Close

Presentation

Increasing transparency of LLM systems does not always improve people's verification behavior and performance: Results from an empirical study of an AI-assisted intelligence reporting task
DescriptionLarge language models like GPT-4 offer powerful capabilities for summarizing and retrieving targeted information from large text corpora, making them attractive tools for rapidly completing mission-driven tasks in high-stakes domains like national security. However, their tendency to generate plausible but inaccurate outputs poses challenges for safe integration. Practitioner-derived standards for information quality like the Multisource AI Scorecard Table have introduced criteria for transparent, verifiable analytic outputs, but their effectiveness in supporting human-AI interaction remains under-explored. We developed an experimental platform called MASTOPIA that uses GPT-4 with retrieval-augmented generation to simulate an AI assistant that can analyze simulated news reports to aid in an intelligence reporting task.
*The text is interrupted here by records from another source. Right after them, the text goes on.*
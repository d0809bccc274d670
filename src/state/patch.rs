use std::collections::{HashMap, HashSet};
use std::hash::Hash;

/// A single layer of modifications and deletions over a key space.
///
/// A key is never both modified and deleted within the same patch.
#[derive(Clone, Debug)]
pub struct Patch<K, V> {
    modified: HashMap<K, V>,
    deleted: HashSet<K>,
}

impl<K, V> Default for Patch<K, V> {
    fn default() -> Self {
        Self {
            modified: HashMap::new(),
            deleted: HashSet::new(),
        }
    }
}

impl<K: Eq + Hash, V> Patch<K, V> {
    pub fn new() -> Self {
        Self::default()
    }

    /// Build a patch that treats every entry of `source` as already modified.
    pub fn from_map(source: Option<HashMap<K, V>>) -> Self {
        Self {
            modified: source.unwrap_or_default(),
            deleted: HashSet::new(),
        }
    }

    pub fn set(&mut self, key: K, value: V) {
        self.deleted.remove(&key);
        self.modified.insert(key, value);
    }

    pub fn delete(&mut self, key: K) {
        self.modified.remove(&key);
        self.deleted.insert(key);
    }

    /// Get the value modified in this layer, deletions are not consulted.
    pub fn get(&self, key: &K) -> Option<&V> {
        self.modified.get(key)
    }

    pub fn is_deleted(&self, key: &K) -> bool {
        self.deleted.contains(key)
    }

    /// Overlay `other` onto this patch, `other` wins for every key it mentions.
    pub fn merge(&mut self, other: Patch<K, V>) -> &mut Self {
        for (key, value) in other.modified {
            self.set(key, value);
        }
        for key in other.deleted {
            self.delete(key);
        }
        self
    }

    pub fn modified(&self) -> &HashMap<K, V> {
        &self.modified
    }

    pub fn deleted(&self) -> &HashSet<K> {
        &self.deleted
    }

    pub fn is_empty(&self) -> bool {
        self.modified.is_empty() && self.deleted.is_empty()
    }

    /// Copy this patch using the given functions for keys and values.
    pub fn clone_with(&self, clone_key: impl Fn(&K) -> K, clone_value: impl Fn(&V) -> V) -> Self {
        Self {
            modified: self
                .modified
                .iter()
                .map(|(k, v)| (clone_key(k), clone_value(v)))
                .collect(),
            deleted: self.deleted.iter().map(&clone_key).collect(),
        }
    }
}

impl<K: Eq + Hash, V: PartialEq> PartialEq for Patch<K, V> {
    fn eq(&self, other: &Self) -> bool {
        self.modified == other.modified && self.deleted == other.deleted
    }
}

impl<K: Eq + Hash, V: Eq> Eq for Patch<K, V> {}

impl<K: Eq + Hash, V> From<HashMap<K, V>> for Patch<K, V> {
    fn from(value: HashMap<K, V>) -> Self {
        Self::from_map(Some(value))
    }
}
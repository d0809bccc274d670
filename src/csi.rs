//! CSI node information tracked during scheduling simulations.

pub mod snapshot;

pub use snapshot::{CsiNodeLister, Snapshot};
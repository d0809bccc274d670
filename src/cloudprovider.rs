//! The capability interface infrastructure backends implement for the autoscaler.
//!
//! Each backend provides one [`CloudProvider`] implementation selected at startup. Node groups are
//! addressed by id through their provider rather than holding references back to it.

use std::collections::BTreeMap;
use std::fmt::Debug;

use serde::{Deserialize, Serialize};

use crate::error::CloudProviderResult;
use crate::framework::NodeInfo;
use crate::resources::Node;

pub mod static_provider;

pub use static_provider::{StaticCloudProvider, StaticNodeGroup};

/// A cloud instance backing (or about to back) a node.
#[derive(Clone, Debug, PartialEq, Eq, Hash, PartialOrd, Ord, Serialize, Deserialize)]
pub struct Instance {
    /// Provider id, the node name once it has registered.
    pub id: String,
    pub state: InstanceState,
}

#[derive(Clone, Copy, Debug, PartialEq, Eq, Hash, PartialOrd, Ord, Serialize, Deserialize)]
pub enum InstanceState {
    Running,
    Creating,
    Deleting,
}

/// A set of nodes sharing the same template that can be scaled together.
pub trait NodeGroup: Debug {
    fn id(&self) -> &str;

    fn max_size(&self) -> usize;

    fn min_size(&self) -> usize;

    /// The requested number of nodes, which may differ from the number of registered nodes.
    fn target_size(&self) -> CloudProviderResult<usize>;

    /// Request `delta` more nodes. Must not exceed the max size.
    fn increase_size(&mut self, delta: i64) -> CloudProviderResult<()>;

    /// Remove the given nodes, decreasing the target size accordingly.
    fn delete_nodes(&mut self, nodes: &[Node]) -> CloudProviderResult<()>;

    /// Lower the target size without deleting registered nodes.
    fn decrease_target_size(&mut self, delta: i64) -> CloudProviderResult<()>;

    fn nodes(&self) -> CloudProviderResult<Vec<Instance>>;

    /// What a new node of this group would look like.
    fn template_node_info(&self) -> CloudProviderResult<NodeInfo>;

    fn exist(&self) -> bool;

    fn debug(&self) -> String;
}

/// Prices nodes for expander decisions.
pub trait PricingModel {
    fn node_price(&self, node: &Node, hours: f64) -> CloudProviderResult<f64>;
}

pub trait CloudProvider {
    fn name(&self) -> &str;

    fn node_groups(&self) -> Vec<&dyn NodeGroup>;

    /// The node group the node belongs to, `None` for nodes the autoscaler should ignore.
    fn node_group_for_node(&self, node: &Node) -> CloudProviderResult<Option<&dyn NodeGroup>>;

    fn node_group_mut(&mut self, id: &str) -> Option<&mut dyn NodeGroup>;

    fn pricing(&self) -> CloudProviderResult<&dyn PricingModel>;

    fn get_resource_limiter(&self) -> CloudProviderResult<ResourceLimiter>;

    fn refresh(&mut self) -> CloudProviderResult<()>;

    fn cleanup(&mut self) -> CloudProviderResult<()>;
}

/// Cluster-wide minimum and maximum totals per resource name.
#[derive(Clone, Debug, Default, PartialEq, Eq, Serialize, Deserialize)]
pub struct ResourceLimiter {
    #[serde(default)]
    pub min: BTreeMap<String, u64>,
    #[serde(default)]
    pub max: BTreeMap<String, u64>,
}

impl ResourceLimiter {
    pub fn max(&self, resource: &str) -> u64 {
        self.max.get(resource).copied().unwrap_or(u64::MAX)
    }

    /// The maximum in thousandths of a unit, comparable with [`Quantity::to_milli`].
    ///
    /// [`Quantity::to_milli`]: crate::resources::Quantity::to_milli
    pub fn max_milli(&self, resource: &str) -> u128 {
        u128::from(self.max(resource)).saturating_mul(1000)
    }

    /// Resources whose `total`, in thousandths of a unit, is over the limit.
    pub fn exceeded<'a>(&'a self, total: &'a BTreeMap<String, u128>) -> Vec<&'a str> {
        total
            .iter()
            .filter(|(res, v)| **v > self.max_milli(res))
            .map(|(res, _)| res.as_str())
            .collect()
    }
}
use std::sync::Arc;

use time::OffsetDateTime;

use crate::resources::{
    CsiNode, CsiNodeDriver, CsiNodeSpec, Metadata, Node, Time, VolumeNodeResources,
};

pub fn new_uid() -> String {
    uuid::Uuid::new_v4().to_string()
}

pub fn now() -> OffsetDateTime {
    OffsetDateTime::now_utc()
}

pub fn metadata(name: String) -> Metadata {
    Metadata {
        name,
        creation_timestamp: Some(Time(now())),
        uid: new_uid(),
        ..Default::default()
    }
}

/// Copy a template node under a new name, giving it a fresh identity.
pub fn node_from_template(template: &Node, name: &str) -> Node {
    let mut node = template.clone();
    node.metadata = Metadata {
        labels: template.metadata.labels.clone(),
        annotations: template.metadata.annotations.clone(),
        ..metadata(name.to_owned())
    };
    node
}

/// Copy a template CSINode under a new node name, rewriting the per-driver node ids.
pub fn csi_node_from_template(template: &CsiNode, name: &str) -> Arc<CsiNode> {
    let mut csi_node = template.clone();
    csi_node.metadata = Metadata {
        labels: template.metadata.labels.clone(),
        annotations: template.metadata.annotations.clone(),
        ..metadata(name.to_owned())
    };
    for driver in &mut csi_node.spec.drivers {
        driver.node_id = name.to_owned();
    }
    Arc::new(csi_node)
}

/// Build a CSINode with a single driver and attachment limit.
pub fn csi_node(name: &str, driver: &str, count: u32) -> CsiNode {
    CsiNode {
        metadata: metadata(name.to_owned()),
        spec: CsiNodeSpec {
            drivers: vec![CsiNodeDriver {
                name: driver.to_owned(),
                node_id: name.to_owned(),
                allocatable: Some(VolumeNodeResources { count: Some(count) }),
                ..Default::default()
            }],
        },
    }
}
In a transparency-enhanced version of the system, backend prompts were designed to meet certain criteria as specified in the Multisource AI Scorecard Table. Online participants from Prolific completed an intelligence reporting task while interacting with either a baseline or the transparency-enhanced version of the system. Results from 288 participants indicate that transparency enhancements did not improve performance, and in some marginal circumstances, decreased it. Potentially, additional explanatory information overwhelmed participants or induced over-reliance, reducing analytical engagement. These findings highlight that simply increasing transparency in large language model outputs may not support better human decision-making in areas where people are not already experts. Information overload and interface complexity must be managed carefully.